É preciso relembrar que a escravidão não é uma questão apenas de raça. Foi um artifício usado pelo capitalismo nos primeiros séculos da Era Moderna. Não decorreu de maldade de um povo de uma cor sobre outro, mas de interesses econômicos poderosos, ainda que seja evidente que os brancos se beneficiaram dela. O capital também não se importou em explorar milhões de trabalhadores brancos europeus em suas fábricas, com salários miseráveis e condições de trabalho degradantes, ainda que os trabalhadores fabris fossem considerados “livres”, diferentemente dos escravos.

Antes de recorrerem à escravidão negra africana, os colonizadores europeus na América também tentaram escravizar os indígenas em suas fazendas. Mas como esses estavam em seu próprio território, resistiam a serem escravizados e se evadiam com mais facilidade, o capital recorreu à escravidão negra, já que os negros foram arrancados de suas terras na África e jogados num ambiente estranho, portanto hostil, tendo por isso tinham mais dificuldade em fugir. Assim mesmo, há exemplos heroicos de evasão, resistência e luta, como o Quilombo dos Palmares, do qual visitei o sítio há alguns anos.
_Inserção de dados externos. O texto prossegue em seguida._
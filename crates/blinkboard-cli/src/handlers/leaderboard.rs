use anyhow::Result;
use blinkboard_client::Client;

use crate::args::OutputFormat;
use crate::presentation::{CommandResult, ConsoleRenderer, LeaderboardViewModel, Renderer};

pub fn handle(client: &Client, format: OutputFormat) -> Result<()> {
    let entries = client.leaderboard()?;
    let result = CommandResult::new(LeaderboardViewModel::new(&entries));
    ConsoleRenderer::new(format.is_json()).render(result)
}
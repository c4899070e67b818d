use std::fmt;

pub type Result<T> = std::result::Result<T, Error>;

#[derive(Debug)]
pub enum Error {
    NotFound(String),
    InvalidInput(String),
    Internal(anyhow::Error),
}

impl fmt::Display for Error {
    fn fmt(&self, f: &mut fmt::Formatter<'_>) -> fmt::Result {
        match self {
            Error::NotFound(msg) => write!(f, "Not found: {}", msg),
            Error::InvalidInput(msg) => write!(f, "Invalid input: {}", msg),
            Error::Internal(err) => write!(f, "Internal error: {}", err),
        }
    }
}

impl std::error::Error for Error {
    fn source(&self) -> Option<&(dyn std::error::Error + 'static)> {
        match self {
            Error::Internal(err) => Some(err.as_ref()),
            _ => None,
        }
    }
}

impl From<anyhow::Error> for Error {
    fn from(err: anyhow::Error) -> Self {
        Error::Internal(err)
    }
}
pub mod number;
pub mod text;
pub mod time;
// NOTE: Command Organization Rationale
//
// Why namespaced subcommands (not flat)?
// - Each dashboard page maps to one namespace (blink, commerce, stake, swap,
//   market, notification) plus top-level aggregates (dashboard, governance, tx)
// - Improves --help discoverability and conceptual clarity
// - Example: `blink list` vs `blink create` vs flat `list-blinks`

mod commands;
mod common;

pub use commands::*;
pub use common::*;

use clap::Parser;

#[derive(Parser)]
#[command(name = "blinkboard")]
#[command(about = "Browse and manage BARK blinks from the terminal", long_about = None)]
#[command(version)]
pub struct Cli {
    /// Override the config directory (default: $BLINKBOARD_PATH, the
    /// platform data dir, or ~/.blinkboard)
    #[arg(long, global = true)]
    pub config_dir: Option<String>,

    #[arg(long, default_value = "plain", global = true)]
    pub format: OutputFormat,

    #[command(subcommand)]
    pub command: Option<Commands>,
}
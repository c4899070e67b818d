use std::fmt;

/// Result type for blinkboard-types operations
pub type Result<T> = std::result::Result<T, Error>;

/// Error types that can occur in the types layer
#[derive(Debug)]
pub enum Error {
    /// A string failed to parse into a domain enum
    Parse(String),
}

impl fmt::Display for Error {
    fn fmt(&self, f: &mut fmt::Formatter<'_>) -> fmt::Result {
        match self {
            Error::Parse(msg) => write!(f, "Parse error: {}", msg),
        }
    }
}

impl std::error::Error for Error {}
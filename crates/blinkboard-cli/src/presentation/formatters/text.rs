/// Collapse newlines and clip to `max` characters with an ellipsis.
pub fn truncate(s: &str, max: usize) -> String {
    let flat = s.replace(['\n', '\r'], " ");
    if flat.chars().count() <= max {
        return flat;
    }

    let clipped: String = flat.chars().take(max.saturating_sub(1)).collect();
    format!("{}…", clipped.trim_end())
}

#[cfg(test)]
mod tests {
    use super::*;

    #[test]
    fn test_short_strings_pass_through() {
        assert_eq!(truncate("hello", 10), "hello");
    }

    #[test]
    fn test_long_strings_are_clipped() {
        assert_eq!(truncate("a fierce and determined blink", 10), "a fierce…");
    }
}
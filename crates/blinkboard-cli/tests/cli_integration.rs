use assert_cmd::Command;
use predicates::prelude::*;
use tempfile::TempDir;

fn blinkboard(config: &TempDir) -> Command {
    let mut cmd = Command::cargo_bin("blinkboard").unwrap();
    cmd.arg("--config-dir").arg(config.path());
    cmd
}

#[test]
fn test_no_subcommand_shows_guidance() {
    let dir = TempDir::new().unwrap();
    blinkboard(&dir)
        .assert()
        .success()
        .stdout(predicate::str::contains("Quick commands:"));
}

#[test]
fn test_first_run_writes_default_config() {
    let dir = TempDir::new().unwrap();
    blinkboard(&dir).arg("tx").assert().success();

    let contents = std::fs::read_to_string(dir.path().join("config.toml")).unwrap();
    assert!(contents.contains("blink_page_size = 3"));
}

#[test]
fn test_config_dir_falls_back_to_env_var() {
    let dir = TempDir::new().unwrap();
    Command::cargo_bin("blinkboard")
        .unwrap()
        .env("BLINKBOARD_PATH", dir.path())
        .arg("tx")
        .assert()
        .success();

    assert!(dir.path().join("config.toml").exists());
}

#[test]
fn test_blink_list_pages_by_likes_descending() {
    let dir = TempDir::new().unwrap();
    blinkboard(&dir)
        .args(["blink", "list", "--page-size", "2"])
        .assert()
        .success()
        .stdout(predicate::str::contains("Second Blink"))
        .stdout(predicate::str::contains("Third Blink"))
        .stdout(predicate::str::contains("First Blink").not())
        .stdout(predicate::str::contains("Page 1/2"));
}

#[test]
fn test_blink_list_out_of_range_page_clamps() {
    let dir = TempDir::new().unwrap();
    blinkboard(&dir)
        .args(["blink", "list", "--page-size", "2", "--page", "99"])
        .assert()
        .success()
        .stdout(predicate::str::contains("First Blink"))
        .stdout(predicate::str::contains("Page 2/2"));
}

#[test]
fn test_blink_list_search_filters_and_notifies() {
    let dir = TempDir::new().unwrap();
    blinkboard(&dir)
        .args(["blink", "list", "--search", "second"])
        .assert()
        .success()
        .stdout(predicate::str::contains("Second Blink"))
        .stdout(predicate::str::contains("1 of 3 match \"second\""))
        .stderr(predicate::str::contains("Found 1 matching \"second\""));
}

#[test]
fn test_blink_list_json_is_machine_readable() {
    let dir = TempDir::new().unwrap();
    let output = blinkboard(&dir)
        .args(["--format", "json", "blink", "list"])
        .output()
        .unwrap();
    assert!(output.status.success());

    let value: serde_json::Value = serde_json::from_slice(&output.stdout).unwrap();
    let blinks = value["content"]["blinks"].as_array().unwrap();
    assert_eq!(blinks.len(), 3);
    assert_eq!(value["content"]["summary"]["total"], 3);
}

#[test]
fn test_blink_create_then_list_shows_it_first_page() {
    let dir = TempDir::new().unwrap();
    blinkboard(&dir)
        .args(["blink", "create", "--name", "Fresh", "--description", "Just minted"])
        .assert()
        .success()
        .stdout(predicate::str::contains("Created blink 4 (Fresh)"));
}

#[test]
fn test_blink_find_applies_only_the_final_burst_term() {
    let dir = TempDir::new().unwrap();
    std::fs::write(
        dir.path().join("config.toml"),
        "search_debounce_ms = 50\n",
    )
    .unwrap();

    blinkboard(&dir)
        .args(["blink", "find"])
        .write_stdin("b\nbl\nblink\n")
        .assert()
        .success()
        .stdout(predicate::str::contains("\"blink\": 3 of 3 match"))
        .stdout(predicate::str::contains("\"bl\":").not());
}

#[test]
fn test_commerce_list_sorts_by_price() {
    let dir = TempDir::new().unwrap();
    let output = blinkboard(&dir)
        .args(["commerce", "list"])
        .output()
        .unwrap();
    assert!(output.status.success());

    let stdout = String::from_utf8(output.stdout).unwrap();
    let shirt = stdout.find("BARK T-Shirt").unwrap();
    let mug = stdout.find("BARK Mug").unwrap();
    assert!(shirt < mug, "pricier item should come first:\n{}", stdout);
}

#[test]
fn test_commerce_buy_unknown_item_fails() {
    let dir = TempDir::new().unwrap();
    blinkboard(&dir)
        .args(["commerce", "buy", "999"])
        .assert()
        .failure()
        .stderr(predicate::str::contains("Not found"));
}

#[test]
fn test_stake_rejects_nonpositive_amount() {
    let dir = TempDir::new().unwrap();
    blinkboard(&dir)
        .args(["stake", "add", "0"])
        .assert()
        .failure()
        .stderr(predicate::str::contains("Invalid input"));
}

#[test]
fn test_swap_quote_applies_demo_rate() {
    let dir = TempDir::new().unwrap();
    blinkboard(&dir)
        .args(["swap", "quote", "BARK", "SOL", "100"])
        .assert()
        .success()
        .stdout(predicate::str::contains("100 BARK -> 150 SOL"));
}

#[test]
fn test_dashboard_rejects_unknown_range() {
    let dir = TempDir::new().unwrap();
    blinkboard(&dir)
        .args(["dashboard", "--range", "2y"])
        .assert()
        .failure()
        .stderr(predicate::str::contains("unknown time range"));
}

#[test]
fn test_notification_read_marks_everything() {
    let dir = TempDir::new().unwrap();
    blinkboard(&dir)
        .args(["notification", "read"])
        .assert()
        .success()
        .stdout(predicate::str::contains("0 unread"));
}
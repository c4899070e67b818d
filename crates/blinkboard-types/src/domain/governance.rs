use std::str::FromStr;

use chrono::{DateTime, Utc};
use serde::{Deserialize, Serialize};

use crate::error::Error;
use crate::record::Record;

/// Voting status of a governance proposal
#[derive(Debug, Clone, Copy, PartialEq, Eq, Serialize, Deserialize)]
#[serde(rename_all = "snake_case")]
pub enum ProposalStatus {
    Active,
    Ended,
}

impl FromStr for ProposalStatus {
    type Err = Error;

    fn from_str(s: &str) -> Result<Self, Self::Err> {
        match s.to_ascii_lowercase().as_str() {
            "active" => Ok(Self::Active),
            "ended" => Ok(Self::Ended),
            other => Err(Error::Parse(format!("unknown proposal status '{}'", other))),
        }
    }
}

/// A governance proposal listed on the voting page.
#[derive(Debug, Clone, PartialEq, Serialize, Deserialize)]
pub struct GovernanceProposal {
    pub id: String,
    pub title: String,
    pub votes: u64,
    pub status: ProposalStatus,
    pub created_at: DateTime<Utc>,
}

impl Record for GovernanceProposal {
    fn id(&self) -> &str {
        &self.id
    }

    fn searchable_fields(&self) -> Vec<&str> {
        vec![&self.title]
    }

    fn sort_key(&self) -> f64 {
        self.votes as f64
    }

    fn created_at(&self) -> DateTime<Utc> {
        self.created_at
    }
}

#[cfg(test)]
mod tests {
    use super::*;

    #[test]
    fn test_proposal_status_parses_case_insensitively() {
        assert_eq!(
            "Active".parse::<ProposalStatus>().unwrap(),
            ProposalStatus::Active
        );
        assert_eq!(
            "ended".parse::<ProposalStatus>().unwrap(),
            ProposalStatus::Ended
        );
        assert!("open".parse::<ProposalStatus>().is_err());
    }
}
Em 2019, visitei também o Museu da Escravidão, em Liverpool, no qual se mostra todo sofrimento, mas também a epopeia que foi a luta dos negros contra a escravidão e por igualdade nesses últimos séculos.

Por um lado, o assassinato de George Floyd nos choca, deprime, revolta e nos faz pensar sobre quanto de brutalidade, desigualdade e violência ainda existem nas sociedades divididas em classes sociais, como o capitalismo. Por outro, a reação contra tal barbaridade, não só nos EUA, mas em todo o mundo, nos traz ânimo e nos faz acreditar nas reservas morais que ainda tem a humanidade.  O fato de termos visto um grande contingente de jovens brancos lutando ombro a ombro com jovens negros contra o racismo, enfrentando as polícias, é um dado que nos alenta, nos empolga e enche o coração de esperança. A humanidade tem futuro, apesar de tudo.

A diferença da cor da pele é apenas um detalhe biológico, uma adaptação à latitude dos locais onde viveram os diferentes povos inicialmente, ou seja, uma adaptação à maior ou menor incidência do Sol. Mas todos os ancestrais do sapiens saímos do leste da África há 70 mil anos para colonizar o planeta.

O Brasil é o país com o maior contingente negro das Américas. Isto reafirma mais que nunca a necessidade de políticas afirmativas de promoção da igualdade também por aqui, como as cotas nas universidades e no ingresso ao serviço público. O caso George Floyd e as manifestações que dele decorreram deve nos levar a refletir sobre quanto ainda é necessário avançar no combate ao racismo, a todo tipo de discriminação, desigualdade e violência em nosso país. O mundo está mudando e também precisamos avançar.

É professor da UFRN, no Departamento de Políticas Públicas, Natal.

REFERÊNCIAS

ALENCASTRO, Luiz Felipe de, O trato dos viventes: Formação do Brasil no Atlântico Sul, séculos XVI e XVII, São Paulo: Companhia das Letras, 2000.

HOLANDA, Sérgio Buarque de. Raízes do Brasil. (26ª edição) São Paulo: Companhia das Letras, 1995.